30.000 lavoratori hanno appena ricevuto un’email che nessuno vorrebbe leggere

Giacomo Astaldi

2 Aprile 2026 - 11:34

Fino a 30.000 posti di lavoro tagliati a livello globale in una grande azienda statunitense, leader nel settore tecnologia.

30.000 lavoratori hanno appena ricevuto un’email che nessuno vorrebbe leggere

C’è chi ha iniziato la giornata come sempre: sveglia, caffè, uno sguardo veloce alle email prima di uscire. Ma quella mattina, per migliaia di persone, la routine si è interrotta con poche righe fredde e definitive. “Oggi è il tuo ultimo giorno di lavoro”.

Non una telefonata, non un incontro, nemmeno un preavviso reale. Solo una comunicazione automatica, arrivata all’alba, che ha segnato la fine improvvisa della propria carriera. Secondo diverse fonti internazionali, le email sarebbero state inviate intorno alle 6 del mattino per comunicare l’eliminazione immediata del ruolo all’interno dell’azienda. Quale? Oracle, multinazionale USA che opera nel settore tech, al centro del boom dell’intelligenza artificiale.

Il metodo non è passato inosservato. Anzi, ha acceso un’ondata di indignazione in gran parte del mondo, fino a trasformare una decisione aziendale in un caso mediatico.

Dietro le quinte di Oracle (e i numeri che fanno paura)

Le cifre sono impressionanti. Le stime parlano di migliaia, ma alcune analisi arrivano a indicare fino a 30.000 posti di lavoro tagliati a livello globale. Una riduzione significativa alla luce della forza lavoro complessiva in Oracle di circa 162.000 dipendenti. Non si tratta di un singolo reparto o di una ristrutturazione limitata. I tagli hanno colpito più divisioni, inclusi cloud, vendite e sistemi enterprise. In alcuni casi, sono stati ridimensionati drasticamente interi team.

E mentre i numeri crescono, cresce anche il senso di precarietà tra i lavoratori del settore tecnologico.

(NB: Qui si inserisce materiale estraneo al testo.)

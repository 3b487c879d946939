//! Engine settings for the report aggregation engine.
//!
//! This module provides the [`ReportSettings`] type and its YAML loader.

mod loader;
mod types;

pub use types::ReportSettings;
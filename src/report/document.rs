//! Word-processing table document rendering.
//!
//! Lays out the flat assignment report and the assignment matrix as a
//! heading, a date-range subtitle and one grid table on an A4 page.

use std::collections::BTreeMap;
use std::collections::BTreeSet;
use std::io::Cursor;

use docx_rs::{
    AlignmentType, Docx, PageMargin, Paragraph, Run, Table, TableCell, TableRow, VAlignType,
    VMergeType,
};
use rust_decimal::Decimal;

use crate::aggregation::MatrixRow;
use crate::error::{ReportError, ReportResult};
use crate::models::AssignmentRow;

use super::{DocumentKind, EMPTY_TEXT, Orientation, ReportDocument, ReportRange, format_number};

// A4 page geometry in twentieths of a point.
const PAGE_WIDTH: u32 = 11906;
const PAGE_HEIGHT: u32 = 16838;
const PAGE_MARGIN: i32 = 1440;
const HEADER_FOOTER_MARGIN: i32 = 720;

fn base_document(orientation: Orientation) -> Docx {
    let (width, height) = match orientation {
        Orientation::Portrait => (PAGE_WIDTH, PAGE_HEIGHT),
        Orientation::Landscape => (PAGE_HEIGHT, PAGE_WIDTH),
    };

    Docx::new().page_size(width, height).page_margin(
        PageMargin::new()
            .left(PAGE_MARGIN)
            .right(PAGE_MARGIN)
            .top(PAGE_MARGIN)
            .bottom(PAGE_MARGIN)
            .header(HEADER_FOOTER_MARGIN)
            .footer(HEADER_FOOTER_MARGIN),
    )
}

fn add_title(docx: Docx, title: &str, range: ReportRange) -> Docx {
    docx.add_paragraph(Paragraph::new().add_run(Run::new().add_text(title).bold().size(32)))
        .add_paragraph(
            Paragraph::new()
                .add_run(Run::new().add_text("From "))
                .add_run(Run::new().add_text(range.start.to_string()).bold())
                .add_run(Run::new().add_text(" to "))
                .add_run(Run::new().add_text(range.end.to_string()).bold())
                .add_run(Run::new().add_text(":")),
        )
}

fn header_cell(text: &str) -> TableCell {
    TableCell::new().vertical_align(VAlignType::Center).add_paragraph(
        Paragraph::new()
            .align(AlignmentType::Center)
            .add_run(Run::new().add_text(text).bold()),
    )
}

fn text_cell(text: &str) -> TableCell {
    TableCell::new()
        .vertical_align(VAlignType::Center)
        .add_paragraph(Paragraph::new().add_run(Run::new().add_text(text)))
}

fn centered_cell(text: &str) -> TableCell {
    TableCell::new().vertical_align(VAlignType::Center).add_paragraph(
        Paragraph::new()
            .align(AlignmentType::Center)
            .add_run(Run::new().add_text(text)),
    )
}

fn merge_continue_cell() -> TableCell {
    TableCell::new()
        .vertical_merge(VMergeType::Continue)
        .add_paragraph(Paragraph::new())
}

fn pack(docx: Docx) -> ReportResult<ReportDocument> {
    let mut cursor = Cursor::new(Vec::new());
    docx.build()
        .pack(&mut cursor)
        .map_err(|e| ReportError::Document {
            message: e.to_string(),
        })?;
    Ok(ReportDocument::new(DocumentKind::Table, cursor.into_inner()))
}

/// Renders the flat assignment report.
///
/// Adjacent rows belonging to the same employment collapse their
/// identifying cells vertically; this is a visual de-duplication only, the
/// row data is unchanged.
pub(super) fn assignment_document(
    range: ReportRange,
    rows: &[AssignmentRow],
    orientation: Orientation,
) -> ReportResult<ReportDocument> {
    let mut docx = add_title(base_document(orientation), "Employees' assignments", range);

    if rows.is_empty() {
        docx = docx.add_paragraph(Paragraph::new().add_run(Run::new().add_text(EMPTY_TEXT)));
        return pack(docx);
    }

    let header = TableRow::new(vec![
        header_cell("Employee"),
        header_cell("Employee ID number"),
        header_cell("Department"),
        header_cell("Position"),
        header_cell("Project"),
        header_cell("Hours"),
    ]);

    let mut table_rows = vec![header];
    for (index, row) in rows.iter().enumerate() {
        let continues = index > 0
            && rows[index - 1].employee == row.employee
            && rows[index - 1].number == row.number;

        let identity_cells: Vec<TableCell> = if continues {
            (0..4).map(|_| merge_continue_cell()).collect()
        } else {
            vec![
                text_cell(&row.employee).vertical_merge(VMergeType::Restart),
                centered_cell(&row.number).vertical_merge(VMergeType::Restart),
                text_cell(&row.department).vertical_merge(VMergeType::Restart),
                text_cell(&row.position).vertical_merge(VMergeType::Restart),
            ]
        };

        let mut cells = identity_cells;
        cells.push(text_cell(&row.project));
        cells.push(centered_cell(&format_number(row.hours)));
        table_rows.push(TableRow::new(cells));
    }

    docx = docx.add_table(Table::new(table_rows));
    pack(docx)
}

/// Renders the employee×project matrix report.
pub(super) fn matrix_document(
    range: ReportRange,
    rows: &[MatrixRow],
    absence_label: &str,
    orientation: Orientation,
) -> ReportResult<ReportDocument> {
    let mut docx = add_title(
        base_document(orientation),
        "Employees' assignments matrix",
        range,
    );

    if rows.is_empty() {
        docx = docx.add_paragraph(Paragraph::new().add_run(Run::new().add_text(EMPTY_TEXT)));
        return pack(docx);
    }

    let (employees, header, values) = matrix_layout(rows, absence_label);

    let mut table_rows = Vec::with_capacity(employees.len() + 1);
    table_rows.push(TableRow::new(
        header.iter().map(|title| header_cell(title)).collect(),
    ));

    for employee in &employees {
        let mut cells = vec![text_cell(employee)];
        for project in header.iter().skip(1) {
            match values.get(&(employee.clone(), project.clone())) {
                Some(hours) => cells.push(centered_cell(&format_number(*hours))),
                None => cells.push(TableCell::new().add_paragraph(Paragraph::new())),
            }
        }
        table_rows.push(TableRow::new(cells));
    }

    docx = docx.add_table(Table::new(table_rows));
    pack(docx)
}

/// Sorted employee labels, the header row (projects sorted, absence label
/// last) and the value lookup for the matrix layout.
pub(super) fn matrix_layout(
    rows: &[MatrixRow],
    absence_label: &str,
) -> (
    Vec<String>,
    Vec<String>,
    BTreeMap<(String, String), Decimal>,
) {
    let employees: Vec<String> = rows
        .iter()
        .map(|row| format!("{} [{}]", row.employee, row.number))
        .collect::<BTreeSet<_>>()
        .into_iter()
        .collect();

    let mut header: Vec<String> = vec!["Employees".to_string()];
    header.extend(
        rows.iter()
            .filter(|row| row.project != absence_label)
            .map(|row| row.project.clone())
            .collect::<BTreeSet<_>>(),
    );
    header.push(absence_label.to_string());

    let mut values: BTreeMap<(String, String), Decimal> = BTreeMap::new();
    for row in rows {
        let key = (
            format!("{} [{}]", row.employee, row.number),
            row.project.clone(),
        );
        *values.entry(key).or_insert(Decimal::ZERO) += row.hours;
    }

    (employees, header, values)
}
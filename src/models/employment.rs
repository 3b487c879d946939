//! Employment model.

use rust_decimal::Decimal;
use serde::{Deserialize, Serialize};

/// An employee's occupancy of one staffing position.
///
/// `staff_units` is the fractional headcount share (0–1) this employment
/// represents; the sum of staff units assigned against one staffing
/// position never exceeds that position's own share, which is enforced
/// upstream and assumed true here. `number` is the unique employment
/// identifying number that assignments and absences reference.
///
/// # Example
///
/// ```
/// use staffing_reports::models::Employment;
/// use rust_decimal::Decimal;
///
/// let employment = Employment {
///     number: "001".to_string(),
///     employee: "Ann Lee".to_string(),
///     department: "Engineering".to_string(),
///     position: "Engineer".to_string(),
///     staff_units: Decimal::ONE,
/// };
/// assert_eq!(employment.number, "001");
/// ```
#[derive(Debug, Clone, PartialEq, Serialize, Deserialize)]
pub struct Employment {
    /// Unique employment identifying number.
    pub number: String,
    /// Display name of the employee occupying the position.
    pub employee: String,
    /// Name of the department the position belongs to.
    pub department: String,
    /// Name of the staffing position.
    pub position: String,
    /// Fractional headcount share, 0–1.
    pub staff_units: Decimal,
}
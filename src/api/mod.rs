//! HTTP API for the report aggregation engine.
//!
//! This module provides the report download boundary: a single endpoint
//! that validates the requested range, runs the aggregation pipeline and
//! streams the rendered document back as an attachment.

mod handlers;
mod request;
mod response;
mod state;

pub use handlers::create_router;
pub use request::ReportRequest;
pub use response::{ApiError, ApiErrorResponse};
pub use state::AppState;
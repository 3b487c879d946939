//! Ephemeral aggregate rows produced by schedule queries.
//!
//! Rows are created fresh per report invocation from query results and
//! discarded after rendering; they are never persisted.

use chrono::NaiveDate;
use rust_decimal::Decimal;

/// One employment×project hour record within a query range.
///
/// Identified for merge purposes by `(number, project)`; `hours` is the
/// designated numeric field that merging sums and scales.
#[derive(Debug, Clone, PartialEq)]
pub struct AssignmentRow {
    /// Display name of the employee.
    pub employee: String,
    /// Employment identifying number.
    pub number: String,
    /// Department name.
    pub department: String,
    /// Position name.
    pub position: String,
    /// Fractional headcount share of the employment.
    pub staff_units: Decimal,
    /// Project the hours are attributed to.
    pub project: String,
    /// Hours assigned to the project within the query range.
    pub hours: Decimal,
}

/// One absence record overlapping a query range.
///
/// Identified for merge purposes by `number`; carries the absence's own
/// date range so that partially-overlapping records can be scaled at day
/// granularity before merging.
#[derive(Debug, Clone, PartialEq)]
pub struct AbsenceRow {
    /// Display name of the employee.
    pub employee: String,
    /// Employment identifying number.
    pub number: String,
    /// Department name.
    pub department: String,
    /// Position name.
    pub position: String,
    /// Fractional headcount share of the employment.
    pub staff_units: Decimal,
    /// Hours missed over the absence range.
    pub hours: Decimal,
    /// First day of the absence (inclusive).
    pub start: NaiveDate,
    /// Last day of the absence (inclusive).
    pub end: NaiveDate,
}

Perché Oracle taglia migliaia di posti di lavoro?

Dietro questa scelta ci sono due parole che ormai dominano il futuro dell’industria: intelligenza artificiale. I licenziamenti farebbero parte di una strategia più ampia per liberare risorse economiche da investire in infrastrutture AI e data center. Parliamo di investimenti giganteschi, nell’ordine di centinaia di miliardi di dollari.

Il risultato? Meno persone, più macchine. Gli analisti parlano apertamente di una trasformazione strutturale con l’obiettivo di tagliare personale oggi per finanziare il futuro digitale di domani. Una scelta che, dal punto di vista finanziario, può avere senso, ma che dal punto di vista umano crea una forte precarietà.

Una tendenza che va oltre il singolo caso

Quello che è successo non è un episodio isolato. È parte di un trend globale. Solo nel 2026, oltre 70 aziende tecnologiche hanno già licenziato più di 40.000 dipendenti e i giganti del settore stanno ridisegnando la propria struttura interna per adattarsi a un mondo sempre più automatizzato. L’AI non è più una promessa ma una priorità strategica.

E in questa corsa, il lavoro umano rischia di diventare una variabile sacrificabile.

Intanto, online stanno emergendo testimonianze di dipendenti licenziati senza alcun contatto umano, alcuni dopo decine di anni di servizio, con la vicenda che così smette di essere solo economica e diventa (anche) etica.

Chi sarà il prossimo a ricevere quella email all’alba?